Das war letzte Woche Freitag. Heimspiel gegen Eintracht Frankfurt. Heute ist Montag, ich sitze am Rechner und schaue Videos bei youtube durch. Und da ist er auch schon: der Fund des Tages. Der bärtigste Trainer der Liga, Friedhelm Funkel, als Superman. Strenger Scheitel, und die Hoden unter den roten Shorts eng zusammengedrückt. Für einen Klassiker der Kinospotwerbung hat der damals frisch umbenannte Verein KFC Uerdingen (vor mals Bayer) den prägnanten wie irreführenden Titel „Natural Born Winners“ (was für eine grausame Anmaßung) gewählt. Und der ewige Sunnyboy und Liebling der Massen, Funkel, musste dafür nicht nur die ihm auf den Leib geschriebene Paraderolle Superman, sondern auch den charmanten Humphrey Bogart (wen auch sonst?) geben. Allen Ernstes sagt er mit einem schicken Hut auf dem Kopf und einem Trenchcoat um die Lenden den Satz: „Schau mir in die Augen, Kleines.“ Zu einer natürlich völlig elektrisierten, allerdings etwas billig dreinschauenden Blondine.

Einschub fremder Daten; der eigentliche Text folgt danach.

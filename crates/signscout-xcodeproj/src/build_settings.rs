//! Build-setting resolution.
//!
//! A setting's raw value lives on the target's configuration, falling back to
//! the project-level configuration of the same name; `$(inherited)` in a
//! target value splices in the project value. Resolved values then get
//! `$(VAR)` / `${VAR}` substitution against the same chain plus a few
//! builtins, with `:modifier` suffixes (e.g. `:rfc1034identifier`) ignored.
//! Unknown variables expand to the empty string.

use crate::project::{Project, Target};
use crate::value::Value;

/// Substitution recursion bound; real setting chains are two or three deep.
const MAX_DEPTH: usize = 8;

/// Resolve one build setting for `target` under the named configuration.
/// `None` means the key is unset at both the target and project level.
pub fn resolve_build_setting(
    project: &Project,
    target: &Target,
    configuration: &str,
    key: &str,
) -> Option<String> {
    let raw = raw_setting(project, target, configuration, key)?;
    Some(expand(&raw, project, target, configuration, MAX_DEPTH))
}

fn raw_setting(
    project: &Project,
    target: &Target,
    configuration: &str,
    key: &str,
) -> Option<String> {
    let target_value = target
        .configuration(configuration)
        .and_then(|c| c.setting(key))
        .map(Value::to_setting_string);
    let project_value = project
        .project_configuration(configuration)
        .and_then(|c| c.setting(key))
        .map(Value::to_setting_string);

    match (target_value, project_value) {
        (Some(t), p) => Some(splice_inherited(&t, p.as_deref())),
        (None, Some(p)) => Some(p),
        (None, None) => None,
    }
}

fn splice_inherited(value: &str, inherited: Option<&str>) -> String {
    let inherited = inherited.unwrap_or("");
    value
        .replace("$(inherited)", inherited)
        .replace("${inherited}", inherited)
}

fn expand(
    value: &str,
    project: &Project,
    target: &Target,
    configuration: &str,
    depth: usize,
) -> String {
    let mut result = String::with_capacity(value.len());
    let mut chars = value.chars().peekable();

    while let Some(c) = chars.next() {
        if c != '$' || !matches!(chars.peek(), Some('(') | Some('{')) {
            result.push(c);
            continue;
        }
        let close = if chars.next() == Some('(') { ')' } else { '}' };
        let reference: String = chars.by_ref().take_while(|&ch| ch != close).collect();
        // `$(NAME:modifier)` — the modifier never affects which value is read
        let name = reference.split(':').next().unwrap_or_default();
        result.push_str(&lookup(name, project, target, configuration, depth));
    }

    result
}

fn lookup(
    name: &str,
    project: &Project,
    target: &Target,
    configuration: &str,
    depth: usize,
) -> String {
    if depth == 0 || name.is_empty() || name == "inherited" {
        return String::new();
    }

    if let Some(raw) = raw_setting(project, target, configuration, name) {
        return expand(&raw, project, target, configuration, depth - 1);
    }

    match name {
        "TARGET_NAME" | "PRODUCT_NAME" => target.name.clone(),
        "PROJECT_NAME" | "PROJECT" => project.name().to_string(),
        "CONFIGURATION" => configuration.to_string(),
        _ => String::new(),
    }
}
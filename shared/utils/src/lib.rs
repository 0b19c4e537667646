pub mod config;
pub mod logging;
pub mod error;
pub mod validation;

pub use config::*;
pub use logging::*;
pub use error::*;
pub use validation::*;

Ich muss zugeben, dass ich den Trainer Friedhelm Funkel von unserer ersten Begegnung an nicht leiden mochte. Es muss irgendwann Anfang der Neunziger in der altehrwürdigen Grotenburg-Kampfbahn zu Uerdingen gewesen sein, als ich ihn das erste Mal an der Seitenlinie rumtänzeln sah. Immer wild gestikulierend und laut schreiend habe ich ihn in Erinnerung. Irgendwie habe ich geglaubt, er sei ein Öko und eigentlich ganz okay, aber was er da an der Seitenlinie abgezogen hat, war immer scheiße. Mein größter Albtraum ist bis heute Gott sei Dank nie Realität geworden: Friedhelm Funkel als Trainer beim VfL Bochum. Falls dies jemals der Fall sein sollte, wäre wohl der Tag der Entscheidung angebrochen. Ich oder dieser Superman-Verschnitt. Der Verein hätte die Wahl. Aber wahrscheinlich würde Funkel dann wieder in seine Trickkiste greifen, diesmal das Kostüm von Arnold Schwarzenegger herausnehmen, mir ein übel genöltes „Hasta la vista, Baby“ entgegenschleudern und mich mit einer Riesenwumme aus dem Ruhrstadion ballern. So wird es wohl unausweichlich kommen müssen. Oder aber ich veröffentliche vorher einfach noch einmal im ganz großen Stil diesen genialen Kinospot von 1995. Funkel als prächtig ausstaffierter Superman. Da sollte sich dann ohne Zweifel eine Horde wild gewordener Weiber finden lassen, die den Bogart in Funkel wecken und ihn ganz kirre machen. Wenn nicht, dann würde ich auch freiwillig das Feld räumen. Schließlich hat man als Nobody gegen einen Mann, der philosophische Sätze wie „Wer jetzt noch träumt, ist ein Träumer“ einfach mal so eben raushaut, eh keine Chance. Friedhelm Funkel ist und bleibt halt ein echter „Natural Born Winner“!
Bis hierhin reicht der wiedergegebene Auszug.